• _Stored data entries_:
□ □ □ □ □

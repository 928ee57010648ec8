use crate::config::SessionConfig;
use crate::model::Session;
use anyhow::Result;
use std::path::{Path, PathBuf};
use std::sync::Arc;

/// File-backed bearer token store. Cloned handles share the same file; every
/// view receives one explicitly instead of reaching for global state.
#[derive(Debug, Clone)]
pub struct SessionStore {
    path: Arc<PathBuf>,
}

impl SessionStore {
    pub fn new(cfg: &SessionConfig) -> Self {
        Self::at(cfg.path.clone())
    }

    pub fn at(path: impl Into<PathBuf>) -> Self {
        SessionStore { path: Arc::new(path.into()) }
    }

    pub fn path(&self) -> &Path {
        &self.path
    }

    /// Absent, unreadable or empty token files all read as "no session"
    pub async fn get(&self) -> Option<Session> {
        let data = match tokio::fs::read_to_string(&*self.path).await {
            Ok(data) => data,
            Err(e) if e.kind() == std::io::ErrorKind::NotFound => return None,
            Err(e) => {
                tracing::warn!("failed to read session file {}: {}", self.path.display(), e);
                return None;
            }
        };
        match serde_json::from_str::<Session>(&data) {
            Ok(session) if !session.token.is_empty() => Some(session),
            Ok(_) => None,
            Err(e) => {
                tracing::warn!("discarding malformed session file: {}", e);
                None
            }
        }
    }

    pub async fn set(&self, token: &str) -> Result<Session> {
        if let Some(parent) = self.path.parent() {
            if !parent.as_os_str().is_empty() {
                tokio::fs::create_dir_all(parent).await?;
            }
        }
        let session = Session { token: token.to_string() };
        let tmp_path = self.path.with_extension("tmp");
        tokio::fs::write(&tmp_path, serde_json::to_vec(&session)?).await?;
        tokio::fs::rename(&tmp_path, &*self.path).await?;
        tracing::info!("session stored at {}", self.path.display());
        Ok(session)
    }

    pub async fn clear(&self) -> Result<()> {
        match tokio::fs::remove_file(&*self.path).await {
            Ok(()) => {
                tracing::info!("session cleared");
                Ok(())
            }
            Err(e) if e.kind() == std::io::ErrorKind::NotFound => Ok(()),
            Err(e) => Err(e.into()),
        }
    }
}

#[cfg(test)]
mod tests {
    use super::*;
    use tempfile::TempDir;

    #[tokio::test]
    async fn test_set_get_clear() -> Result<()> {
        let tmpdir = TempDir::new()?;
        let store = SessionStore::at(tmpdir.path().join("nested/session.json"));

        assert!(store.get().await.is_none());

        store.set("xyz").await?;
        assert_eq!(store.get().await, Some(Session { token: "xyz".into() }));

        // a second handle sees the same token
        let other = store.clone();
        assert_eq!(other.get().await.map(|s| s.token), Some("xyz".to_string()));

        store.clear().await?;
        assert!(store.get().await.is_none());
        // clearing twice is fine
        store.clear().await?;
        Ok(())
    }

    #[tokio::test]
    async fn test_malformed_file_reads_as_absent() -> Result<()> {
        let tmpdir = TempDir::new()?;
        let path = tmpdir.path().join("session.json");
        tokio::fs::write(&path, b"not json").await?;

        let store = SessionStore::at(&path);
        assert!(store.get().await.is_none());

        tokio::fs::write(&path, br#"{"token":""}"#).await?;
        assert!(store.get().await.is_none());
        Ok(())
    }
}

□ □ □ □ □

• _Task to carry out_:
Copy every entry exactly; no part may be left out.

• _Your solution_:
repository 928ee57010648ec8
use crate::config::SessionConfig;
use crate::model::Session;
use anyhow::Result;
use std::path::{Path, PathBuf};
use std::sync::Arc;

/// File-backed bearer token store. Cloned handles share the same file; every
/// view receives one explicitly instead of reaching for global state.
#[derive(Debug, Clone)]
pub struct SessionStore {
    path: Arc<PathBuf>,
}

impl SessionStore {
    pub fn new(cfg: &SessionConfig) -> Self {
        Self::at(cfg.path.clone())
    }

    pub fn at(path: impl Into<PathBuf>) -> Self {
        SessionStore { path: Arc::new(path.into()) }
    }

    pub fn path(&self) -> &Path {
        &self.path
    }

    /// Absent, unreadable or empty token files all read as "no session"
    pub async fn get(&self) -> Option<Session> {
        let data = match tokio::fs::read_to_string(&*self.path).await {
            Ok(data) => data,
            Err(e) if e.kind() == std::io::ErrorKind::NotFound => return None,
            Err(e) => {
                tracing::warn!("failed to read session file {}: {}", self.path.display(), e);
                return None;
            }
        };
        match serde_json::from_str::<Session>(&data) {
            Ok(session) if !session.token.is_empty() => Some(session),
            Ok(_) => None,
            Err(e) => {
                tracing::warn!("discarding malformed session file: {}", e);
                None
            }
        }
    }

    pub async fn set(&self, token: &str) -> Result<Session> {
        if let Some(parent) = self.path.parent() {
            if !parent.as_os_str().is_empty() {
                tokio::fs::create_dir_all(parent).await?;
            }
        }
        let session = Session { token: token.to_string() };
        let tmp_path = self.path.with_extension("tmp");
        tokio::fs::write(&tmp_path, serde_json::to_vec(&session)?).await?;
        tokio::fs::rename(&tmp_path, &*self.path).await?;
        tracing::info!("session stored at {}", self.path.display());
        Ok(session)
    }

    pub async fn clear(&self) -> Result<()> {
        match tokio::fs::remove_file(&*self.path).await {
            Ok(()) => {
                tracing::info!("session cleared");
                Ok(())
            }
            Err(e) if e.kind() == std::io::ErrorKind::NotFound => Ok(()),
            Err(e) => Err(e.into()),
        }
    }
}

#[cfg(test)]
mod tests {
    use super::*;
    use tempfile::TempDir;

    #[tokio::test]
    async fn test_set_get_clear() -> Result<()> {
        let tmpdir = TempDir::new()?;
        let store = SessionStore::at(tmpdir.path().join("nested/session.json"));

        assert!(store.get().await.is_none());

        store.set("xyz").await?;
        assert_eq!(store.get().await, Some(Session { token: "xyz".into() }));

        // a second handle sees the same token
        let other = store.clone();
        assert_eq!(other.get().await.map(|s| s.token), Some("xyz".to_string()));

        store.clear().await?;
        assert!(store.get().await.is_none());
        // clearing twice is fine
        store.clear().await?;
        Ok(())
    }

    #[tokio::test]
    async fn test_malformed_file_reads_as_absent() -> Result<()> {
        let tmpdir = TempDir::new()?;
        let path = tmpdir.path().join("session.json");
        tokio::fs::write(&path, b"not json").await?;

        let store = SessionStore::at(&path);
        assert!(store.get().await.is_none());

        tokio::fs::write(&path, br#"{"token":""}"#).await?;
        assert!(store.get().await.is_none());
        Ok(())
    }
}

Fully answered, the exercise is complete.